I’m not going to re-write what has been written thousands of times before on matters that have been discussed to death and which I can add nothing original. I could tear into almost everything written in the post, but I have better things to do (unlike you, perhaps?)
The post claims: “Go forces me to maintain the same code in three different places.” because it lacks inheritance. This is objectively wrong. The author doesn’t seem to know about type composition, which as I said, would likely solve the issue he was describing.
The post claims: “The Go compiler is repressively enforcing a mix of Google’s C++ and Python style guidelines.” and proceeded to give examples of syntax errors which occur because the compiler has rules about where you put newlines. You can style Go however you want: you can can have (brackets) around if statements, you can end lines with semicolons, but it doesn’t need either of these things. You can do whatever you want if you follow the syntax, which isn’t that strict:
That’s valid Go code. You’ll note, for example, the new line between concatenated strings, something the post claims isn’t allowed.

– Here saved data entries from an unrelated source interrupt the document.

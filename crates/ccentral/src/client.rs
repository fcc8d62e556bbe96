// Copyright 2025-Present Datadog, Inc. https://www.datadoghq.com/
// SPDX-License-Identifier: Apache-2.0

//! Public client facade.
//!
//! Every operation on [`CCentral`] first gives the refresh engine a chance to
//! run its timed actions, so a process that regularly reads config or bumps
//! counters keeps its schema, config, and telemetry in sync without a
//! background task.

use std::sync::Arc;
use std::time::Duration;

use tracing::warn;
use uuid::Uuid;

use crate::clock::{Clock, SystemClock};
use crate::config::{ClientConfig, API_VERSION};
use crate::counter::counter_key;
use crate::engine::{RefreshEngine, RefreshTimers};
use crate::error::ClientError;
use crate::schema::{sanitize_key, FieldType};
use crate::store::{EtcdStore, StoreClient};
use crate::sync::ConfigListener;
use crate::telemetry::EngineSnapshot;
use crate::typed;

/// Handle to a service's configuration and telemetry. Cheap to clone; all
/// clones share state.
#[derive(Debug, Clone)]
pub struct CCentral {
    engine: Arc<RefreshEngine>,
}

impl CCentral {
    /// Creates a client backed by `store`.
    pub fn new(config: ClientConfig, store: Arc<dyn StoreClient>) -> Result<Self, ClientError> {
        Self::with_clock(config, store, Arc::new(SystemClock))
    }

    /// Same as [`CCentral::new`] with an explicit time source.
    pub fn with_clock(
        config: ClientConfig,
        store: Arc<dyn StoreClient>,
        clock: Arc<dyn Clock>,
    ) -> Result<Self, ClientError> {
        config.validate()?;
        let client_id = Uuid::new_v4().to_string();
        Ok(Self {
            engine: Arc::new(RefreshEngine::new(config, store, clock, client_id)),
        })
    }

    /// Creates a client talking to the etcd endpoints listed in `config`.
    pub fn connect_etcd(config: ClientConfig) -> Result<Self, ClientError> {
        config.validate()?;
        let store = EtcdStore::new(config.etcd_store_config())?;
        Self::new(config, Arc::new(store))
    }

    /// Random identity of this instance, used as its client-data key.
    pub fn client_id(&self) -> &str {
        self.engine.client_id()
    }

    pub fn api_version(&self) -> &'static str {
        API_VERSION
    }

    pub fn config(&self) -> &ClientConfig {
        self.engine.config()
    }

    pub fn telemetry(&self) -> EngineSnapshot {
        self.engine.counters().snapshot()
    }

    pub async fn timers(&self) -> RefreshTimers {
        self.engine.timers().await
    }

    /// Runs whichever of schema push, config pull, and metrics upload are due.
    /// Store failures are logged, never returned.
    pub async fn refresh(&self) {
        self.engine.tick().await;
    }

    /// Declares a string field. Returns the sanitized key.
    pub async fn add_field(
        &self,
        key: &str,
        title: &str,
        description: &str,
        default_value: &str,
    ) -> String {
        self.add_field_type(key, title, description, default_value, FieldType::String)
            .await
    }

    /// Declares a field of any type; the default is given in its stored encoding.
    pub async fn add_field_type(
        &self,
        key: &str,
        title: &str,
        description: &str,
        default_value: &str,
        field_type: FieldType,
    ) -> String {
        self.engine
            .declare_field(key, title, description, default_value, field_type)
            .await
    }

    pub async fn add_int_field(
        &self,
        key: &str,
        title: &str,
        description: &str,
        default_value: i64,
    ) -> String {
        self.add_field_type(
            key,
            title,
            description,
            &default_value.to_string(),
            FieldType::Integer,
        )
        .await
    }

    pub async fn add_float_field(
        &self,
        key: &str,
        title: &str,
        description: &str,
        default_value: f64,
    ) -> String {
        self.add_field_type(
            key,
            title,
            description,
            &default_value.to_string(),
            FieldType::Float,
        )
        .await
    }

    /// Declares a field whose value is never written to logs.
    pub async fn add_password_field(
        &self,
        key: &str,
        title: &str,
        description: &str,
        default_value: &str,
    ) -> String {
        self.add_field_type(key, title, description, default_value, FieldType::Password)
            .await
    }

    pub async fn add_list_field<S: AsRef<str>>(
        &self,
        key: &str,
        title: &str,
        description: &str,
        default_value: &[S],
    ) -> Result<String, ClientError> {
        let encoded = typed::encode_list(default_value).map_err(|err| {
            ClientError::InvalidConfig(format!("default for '{key}' is not encodable: {err}"))
        })?;
        Ok(self
            .add_field_type(key, title, description, &encoded, FieldType::List)
            .await)
    }

    pub async fn add_bool_field(
        &self,
        key: &str,
        title: &str,
        description: &str,
        default_value: bool,
    ) -> String {
        self.add_field_type(
            key,
            title,
            description,
            typed::encode_bool(default_value),
            FieldType::Boolean,
        )
        .await
    }

    /// Current value of a declared field, falling back to its default.
    pub async fn get_config(&self, key: &str) -> Result<String, ClientError> {
        self.engine.tick().await;
        let key = sanitize_key(key);
        let registry = self.engine.registry();
        registry.values.read(&registry.schema, &key)
    }

    /// Like [`CCentral::get_config`], logging unknown keys instead of failing.
    pub async fn get_config_string(&self, key: &str) -> Option<String> {
        match self.get_config(key).await {
            Ok(value) => Some(value),
            Err(err) => {
                warn!(key, error = %err, "Tried to retrieve undeclared configuration");
                None
            }
        }
    }

    pub async fn get_config_int(&self, key: &str) -> Option<i64> {
        let raw = self.get_config_string(key).await?;
        typed::parse_int(key, &raw)
    }

    pub async fn get_config_float(&self, key: &str) -> Option<f64> {
        let raw = self.get_config_string(key).await?;
        typed::parse_float(key, &raw)
    }

    /// `1` is true, any other integer false.
    pub async fn get_config_bool(&self, key: &str) -> Option<bool> {
        let raw = self.get_config_string(key).await?;
        typed::parse_bool(key, &raw)
    }

    pub async fn get_config_list(&self, key: &str) -> Option<Vec<String>> {
        let raw = self.get_config_string(key).await?;
        typed::parse_list(key, &raw)
    }

    /// Registers a listener fired whenever `key` changes after its first
    /// resolution. Listeners run on the task that pulled the change.
    pub fn add_callback<L>(&self, key: &str, listener: L) -> Result<(), ClientError>
    where
        L: ConfigListener + 'static,
    {
        let key = sanitize_key(key);
        let mut guard = self.engine.registry();
        let registry = &mut *guard;
        registry
            .values
            .register_listener(&registry.schema, &key, Arc::new(listener))
    }

    /// Reports `data` as `k_<key>` in this instance's next upload.
    pub async fn add_instance_info(&self, key: &str, data: &str) {
        self.engine.tick().await;
        self.engine
            .metrics()
            .info
            .insert(sanitize_key(key), data.to_string());
    }

    /// Writes service-wide info shared by every instance.
    pub async fn add_service_info(&self, key: &str, data: &str) {
        self.engine.tick().await;
        self.engine.put_service_info(&sanitize_key(key), data).await;
    }

    pub async fn increment_counter<S: AsRef<str>>(&self, key: &str, groups: &[S]) {
        self.increment_counter_by(key, 1, groups).await;
    }

    pub async fn increment_counter_by<S: AsRef<str>>(&self, key: &str, amount: i64, groups: &[S]) {
        let name = counter_key(key, groups);
        let now = self.engine.now();
        self.engine
            .metrics()
            .counter(name, now)
            .increment(amount, now);
        self.engine.tick().await;
    }

    /// Overwrites the current window of a counter.
    pub async fn set_counter<S: AsRef<str>>(&self, key: &str, amount: i64, groups: &[S]) {
        let name = counter_key(key, groups);
        let now = self.engine.now();
        self.engine.metrics().counter(name, now).set(amount, now);
        self.engine.tick().await;
    }

    /// Records one duration sample, truncated to whole milliseconds.
    pub async fn add_histogram(&self, key: &str, duration: Duration) {
        self.engine.tick().await;
        let millis = u64::try_from(duration.as_millis()).unwrap_or(u64::MAX);
        let now = self.engine.now();
        self.engine
            .metrics()
            .histogram(sanitize_key(key), now)
            .record(millis, now);
    }
}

Most editors will run go fmt because it provides a consistent format for all Go code and is required by most Go projects before they will accept code. To claim that the compiler “repressively enforces” Google’s C++ and Python style guide because it uses newlines as part of the language syntax is wrong.
I’m glad you enjoyed it, but frankly I couldn’t care less what you thought of it. Perhaps you could trying adding to the discussion next time rather than simply criticising my response? There are a million ways you could have made the same points without framing it as an attack on my post, yet that’s all you did. Frankly, I find your attitude to be awful, but I wouldn’t have wasted time on it if it hadn’t been aimed at me.